» **EXERCISE REQUIREMENTS**: Answer with only the number of lines below where "檔案或目錄路徑" appears.

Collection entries
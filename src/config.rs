//! Configuration types for nova-dns.

use serde::{Deserialize, Serialize};
use std::net::{IpAddr, SocketAddr};
use std::path::Path;
use std::time::Duration;

use crate::error::DnsError;

/// Environment variable prefix for configuration overrides
/// (e.g. `NOVA_DNS__DNS__TTL=30`).
pub const ENV_PREFIX: &str = "NOVA_DNS";

/// Top-level configuration.
#[derive(Debug, Clone, Default, Serialize, Deserialize)]
pub struct Config {
    /// DNS listener, upstream and answer configuration.
    #[serde(default)]
    pub dns: DnsConfig,

    /// Compute inventory cache configuration.
    #[serde(default)]
    pub inventory: InventoryConfig,

    /// Telemetry configuration.
    #[serde(default)]
    pub telemetry: TelemetryConfig,
}

impl Config {
    /// Load configuration from an optional TOML file, then `NOVA_DNS__*` environment
    /// variables. A missing file is not an error.
    ///
    /// The result is not validated: callers layer their own overrides on top
    /// and call [`Config::validate`] once the final values are known.
    pub fn load(path: &Path) -> Result<Self, DnsError> {
        let config: Config = config::Config::builder()
            .add_source(config::File::from(path).required(false))
            .add_source(
                config::Environment::with_prefix(ENV_PREFIX)
                    .separator("__")
                    .try_parsing(true),
            )
            .build()
            .and_then(|c| c.try_deserialize())
            .map_err(|e| DnsError::Config(e.to_string()))?;

        Ok(config)
    }

    /// Reject values that would make the resolver misbehave.
    pub fn validate(&self) -> Result<(), DnsError> {
        if self.dns.ttl == 0 {
            return Err(DnsError::Config("dns.ttl must be greater than zero".into()));
        }
        if self.dns.upstream_timeout_ms == 0 {
            return Err(DnsError::Config(
                "dns.upstream_timeout_ms must be greater than zero".into(),
            ));
        }
        if self.dns.domain_suffix.is_empty() || self.dns.domain_suffix.contains('.') {
            return Err(DnsError::Config(format!(
                "dns.domain_suffix must be a single label, got {:?}",
                self.dns.domain_suffix
            )));
        }
        self.dns.upstream_addr()?;

        if self.inventory.stale_after_secs == 0 {
            return Err(DnsError::Config(
                "inventory.stale_after_secs must be greater than zero".into(),
            ));
        }
        if self.inventory.provider_timeout_ms == 0 {
            return Err(DnsError::Config(
                "inventory.provider_timeout_ms must be greater than zero".into(),
            ));
        }
        if self.inventory.page_size == 0 {
            return Err(DnsError::Config(
                "inventory.page_size must be greater than zero".into(),
            ));
        }
        Ok(())
    }
}

/// DNS server configuration.
#[derive(Debug, Clone, Serialize, Deserialize)]
pub struct DnsConfig {
    /// Address for the DNS server to listen on.
    #[serde(default = "default_listen_addr")]
    pub listen_addr: SocketAddr,

    /// Also serve DNS over TCP on `listen_addr` (UDP is always served).
    #[serde(default)]
    pub tcp: bool,

    /// Upstream DNS server for every query this server does not answer itself.
    /// `host:port`, or a bare IP meaning port 53.
    #[serde(default = "default_upstream")]
    pub upstream: String,

    /// Upstream query timeout in milliseconds.
    #[serde(default = "default_upstream_timeout_ms")]
    pub upstream_timeout_ms: u64,

    /// TTL for synthesized records in seconds.
    #[serde(default = "default_ttl")]
    pub ttl: u32,

    /// Reserved suffix label identifying instance names (e.g. `web1.novalocal`).
    #[serde(default = "default_domain_suffix")]
    pub domain_suffix: String,
}

impl DnsConfig {
    /// Parse `upstream` into a socket address.
    pub fn upstream_addr(&self) -> Result<SocketAddr, DnsError> {
        parse_upstream(&self.upstream)
    }

    /// Upstream query timeout.
    pub fn upstream_timeout(&self) -> Duration {
        Duration::from_millis(self.upstream_timeout_ms)
    }
}

impl Default for DnsConfig {
    fn default() -> Self {
        Self {
            listen_addr: default_listen_addr(),
            tcp: false,
            upstream: default_upstream(),
            upstream_timeout_ms: default_upstream_timeout_ms(),
            ttl: default_ttl(),
            domain_suffix: default_domain_suffix(),
        }
    }
}

/// Compute inventory configuration.
#[derive(Debug, Clone, Serialize, Deserialize)]
pub struct InventoryConfig {
    /// Age in seconds after which the cached inventory is refetched.
    #[serde(default = "default_stale_after_secs")]
    pub stale_after_secs: u64,

    /// Upper bound in milliseconds for one inventory fetch (auth + all pages).
    #[serde(default = "default_provider_timeout_ms")]
    pub provider_timeout_ms: u64,

    /// Servers requested per page from the compute API.
    #[serde(default = "default_page_size")]
    pub page_size: u32,

    /// Region used to pick the compute endpoint from the service catalog.
    /// Falls back to `OS_REGION_NAME` when unset.
    #[serde(default)]
    pub region: Option<String>,

    /// Endpoint interface to use from the service catalog.
    #[serde(default = "default_interface")]
    pub interface: String,
}

impl InventoryConfig {
    /// Staleness threshold for the inventory cache.
    pub fn stale_after(&self) -> Duration {
        Duration::from_secs(self.stale_after_secs)
    }

    /// Bound on a single provider fetch.
    pub fn provider_timeout(&self) -> Duration {
        Duration::from_millis(self.provider_timeout_ms)
    }
}

impl Default for InventoryConfig {
    fn default() -> Self {
        Self {
            stale_after_secs: default_stale_after_secs(),
            provider_timeout_ms: default_provider_timeout_ms(),
            page_size: default_page_size(),
            region: None,
            interface: default_interface(),
        }
    }
}

/// Telemetry configuration.
#[derive(Debug, Clone, Serialize, Deserialize)]
pub struct TelemetryConfig {
    /// Log level filter (e.g., "info", "debug", "nova_dns=debug,warn").
    #[serde(default = "default_log_level")]
    pub log_level: String,

    /// Prometheus metrics exporter address.
    #[serde(default)]
    pub prometheus_addr: Option<SocketAddr>,

    /// OpenTelemetry configuration.
    #[serde(default)]
    pub opentelemetry: Option<OpenTelemetryConfig>,
}

/// OpenTelemetry exporter configuration.
#[derive(Debug, Clone, Serialize, Deserialize)]
pub struct OpenTelemetryConfig {
    /// OTLP endpoint (e.g., "http://localhost:4317").
    pub endpoint: String,

    /// Service name for traces.
    #[serde(default = "default_service_name")]
    pub service_name: String,
}

impl Default for TelemetryConfig {
    fn default() -> Self {
        Self {
            log_level: default_log_level(),
            prometheus_addr: None,
            opentelemetry: None,
        }
    }
}

/// Parse an upstream address: `1.2.3.4:5353`, `[::1]:53` or a bare IP (port 53).
pub fn parse_upstream(upstream: &str) -> Result<SocketAddr, DnsError> {
    if let Ok(addr) = upstream.parse::<SocketAddr>() {
        return Ok(addr);
    }
    upstream
        .parse::<IpAddr>()
        .map(|ip| SocketAddr::new(ip, 53))
        .map_err(|_| DnsError::InvalidAddress(format!("upstream {upstream:?}")))
}

/// Parse a time span such as `60`, `60s`, `5m`, `2h`, `1d` or `1w` into
/// seconds. A bare number is seconds; the unit letter is case-insensitive.
pub fn parse_time(value: &str) -> Result<u32, DnsError> {
    let value = value.trim();
    let invalid = || DnsError::Config(format!("invalid time value {value:?}"));

    let (digits, unit) = match value.char_indices().last() {
        Some((idx, c)) if c.is_ascii_alphabetic() => (&value[..idx], c.to_ascii_lowercase()),
        Some(_) => (value, 's'),
        None => return Err(invalid()),
    };
    let multiplier: u32 = match unit {
        's' => 1,
        'm' => 60,
        'h' => 3_600,
        'd' => 86_400,
        'w' => 604_800,
        _ => return Err(invalid()),
    };
    if digits.is_empty() || !digits.bytes().all(|b| b.is_ascii_digit()) {
        return Err(invalid());
    }

    digits
        .parse::<u32>()
        .ok()
        .and_then(|n| n.checked_mul(multiplier))
        .ok_or_else(invalid)
}

fn default_listen_addr() -> SocketAddr {
    SocketAddr::from(([0, 0, 0, 0], 53))
}

fn default_upstream() -> String {
    "8.8.8.8:53".to_string()
}

fn default_upstream_timeout_ms() -> u64 {
    5000
}

fn default_ttl() -> u32 {
    60
}

fn default_domain_suffix() -> String {
    "novalocal".to_string()
}

fn default_stale_after_secs() -> u64 {
    60
}

fn default_provider_timeout_ms() -> u64 {
    10_000
}

fn default_page_size() -> u32 {
    1000
}

fn default_interface() -> String {
    "public".to_string()
}

fn default_log_level() -> String {
    "info".to_string()
}

fn default_service_name() -> String {
    "nova-dns".to_string()
}
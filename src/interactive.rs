use std::io;
use std::path::PathBuf;

use dialoguer::{Confirm, Input, Select};

use crate::cli::{report_summary, validate_input_path, DIMENSION_RANGE, QUALITY_RANGE};
use crate::convert::run_conversion;
use crate::models::conversion::{BatchOptions, OutputFormat, ResizeLimits};
use crate::utils::setup_logging;

fn prompt_err(e: dialoguer::Error) -> io::Error {
    io::Error::new(io::ErrorKind::Other, format!("互動輸入失敗: {}", e))
}

/// 不帶參數執行時的互動流程，逐項詢問後走與 CLI 相同的轉換路徑
pub fn process_interactive_mode() -> io::Result<String> {
    println!("HEIC 批次轉換工具（互動模式）");

    let input: String = Input::new()
        .with_prompt("請輸入 HEIC 檔案或目錄路徑")
        .validate_with(|value: &String| -> Result<(), String> {
            if std::path::Path::new(value).exists() {
                Ok(())
            } else {
                Err(format!("路徑 '{}' 不存在", value))
            }
        })
        .interact_text()
        .map_err(prompt_err)?;
    validate_input_path(&input)?;

    let output: String = Input::new()
        .with_prompt("請輸入輸出目錄")
        .default("output".to_string())
        .interact_text()
        .map_err(prompt_err)?;

    let formats = [
        OutputFormat::Png,
        OutputFormat::Jpeg,
        OutputFormat::Webp,
        OutputFormat::Bmp,
    ];
    let labels: Vec<&str> = formats.iter().map(|f| f.label()).collect();
    let selected = Select::new()
        .with_prompt("選擇輸出格式")
        .items(&labels)
        .default(0)
        .interact()
        .map_err(prompt_err)?;
    let format = formats[selected];

    let quality = if format == OutputFormat::Jpeg {
        let (min, max) = QUALITY_RANGE;
        Input::<u8>::new()
            .with_prompt(format!("JPEG 品質（{} 到 {}）", min, max))
            .default(95)
            .validate_with(move |value: &u8| -> Result<(), String> {
                if *value >= min && *value <= max {
                    Ok(())
                } else {
                    Err(format!("品質必須介於 {} 到 {} 之間", min, max))
                }
            })
            .interact_text()
            .map_err(prompt_err)?
    } else {
        95
    };

    let resize = Confirm::new()
        .with_prompt("是否等比例縮小影像？")
        .default(false)
        .interact()
        .map_err(prompt_err)?;
    let limits = if resize {
        Some(ResizeLimits {
            max_width: prompt_dimension("最大寬度", 1920)?,
            max_height: prompt_dimension("最大高度", 1080)?,
        })
    } else {
        None
    };

    setup_logging("info")?;

    let options = BatchOptions {
        input_path: PathBuf::from(&input),
        output_dir: output,
        format,
        quality,
        resize: limits,
        no_progress: false,
    };
    let summary = run_conversion(&options)?;
    report_summary(&summary);
    Ok(summary.archive_path)
}

fn prompt_dimension(label: &str, default: u32) -> io::Result<u32> {
    let (min, max) = DIMENSION_RANGE;
    Input::<u32>::new()
        .with_prompt(format!("{}（{} 到 {}）", label, min, max))
        .default(default)
        .validate_with(move |value: &u32| -> Result<(), String> {
            if *value >= min && *value <= max {
                Ok(())
            } else {
                Err(format!("尺寸上限必須介於 {} 到 {} 之間", min, max))
            }
        })
        .interact_text()
        .map_err(prompt_err)
}
use std::io;
use std::path::{Path, PathBuf};

use clap::Parser;

use crate::convert::run_conversion;
use crate::interactive::process_interactive_mode;
use crate::models::conversion::{BatchOptions, BatchSummary, OutputFormat, ResizeLimits};
use crate::utils::setup_logging;

pub const QUALITY_RANGE: (u8, u8) = (1, 100);
pub const DIMENSION_RANGE: (u32, u32) = (100, 4000);

#[derive(Parser)]
#[command(
    name = "heic_to_image",
    about = "將 HEIC/HEIF 照片批次轉換為一般圖片格式並打包為 ZIP",
    long_about = "一個將 HEIC/HEIF 照片批次轉換為 PNG、JPEG、WEBP 或 BMP 的工具，可選擇等比例縮小，結果打包為單一 ZIP 壓縮檔。單一檔案失敗不會中止整批轉換。\n不帶參數執行會進入互動模式。使用 `--help` 查看詳細用法。"
)]
pub struct Cli {
    /// HEIC 檔案或目錄路徑
    pub input: String,
    #[arg(short, long, default_value = "output")]
    pub output: String,
    #[arg(long, value_enum, default_value = "png")]
    pub format: OutputFormat,
    /// JPEG 品質（1 到 100），其他格式忽略
    #[arg(long, default_value_t = 95)]
    pub quality: u8,
    /// 啟用等比例縮小
    #[arg(long, default_value_t = false)]
    pub resize: bool,
    #[arg(long, default_value_t = 1920)]
    pub max_width: u32,
    #[arg(long, default_value_t = 1080)]
    pub max_height: u32,
    #[arg(long, default_value_t = false)]
    pub no_progress: bool,
    #[arg(long, default_value = "info", value_parser = ["info", "warn", "error"])]
    pub log_level: String,
}

pub fn process_args(args: Vec<String>) -> io::Result<String> {
    if args.len() == 1 {
        process_interactive_mode()
    } else {
        process_cli_mode()
    }
}

pub fn process_cli_mode() -> io::Result<String> {
    let cli = Cli::parse();
    validate_cli_args(&cli)?;
    setup_logging(&cli.log_level)?;

    let resize = if cli.resize {
        Some(ResizeLimits {
            max_width: cli.max_width,
            max_height: cli.max_height,
        })
    } else {
        None
    };

    let options = BatchOptions {
        input_path: PathBuf::from(&cli.input),
        output_dir: cli.output.clone(),
        format: cli.format,
        quality: cli.quality,
        resize,
        no_progress: cli.no_progress,
    };

    log::info!(
        "開始批次轉換，輸入路徑：{}，輸出目錄：{}，格式：{}",
        cli.input,
        cli.output,
        cli.format.label()
    );
    let summary = run_conversion(&options)?;
    report_summary(&summary);
    Ok(summary.archive_path)
}

pub fn report_summary(summary: &BatchSummary) {
    println!(
        "成功 {} 個，失敗 {} 個",
        summary.succeeded.len(),
        summary.failed.len()
    );
    for (file_name, error) in &summary.failed {
        println!("轉換失敗：{}：{}", file_name, error);
    }
}

pub fn validate_cli_args(cli: &Cli) -> io::Result<()> {
    validate_input_path(&cli.input)?;
    validate_quality(cli.quality)?;
    if cli.resize {
        validate_dimension(cli.max_width, "寬度")?;
        validate_dimension(cli.max_height, "高度")?;
    }
    Ok(())
}

pub fn validate_input_path(input: &str) -> io::Result<&Path> {
    let path = Path::new(input);
    if !path.exists() {
        log::error!("輸入路徑不存在：{}", input);
        return Err(io::Error::new(
            io::ErrorKind::NotFound,
            format!("輸入路徑 '{}' 不存在", input),
        ));
    }
    Ok(path)
}

pub fn validate_quality(quality: u8) -> io::Result<()> {
    let (min, max) = QUALITY_RANGE;
    if quality < min || quality > max {
        return Err(io::Error::new(
            io::ErrorKind::InvalidInput,
            format!("品質必須介於 {} 到 {} 之間，目前為 {}", min, max, quality),
        ));
    }
    Ok(())
}

pub fn validate_dimension(value: u32, label: &str) -> io::Result<()> {
    let (min, max) = DIMENSION_RANGE;
    if value < min || value > max {
        return Err(io::Error::new(
            io::ErrorKind::InvalidInput,
            format!("{}上限必須介於 {} 到 {} 之間，目前為 {}", label, min, max, value),
        ));
    }
    Ok(())
}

» **EXERCISE ANSWER**: 2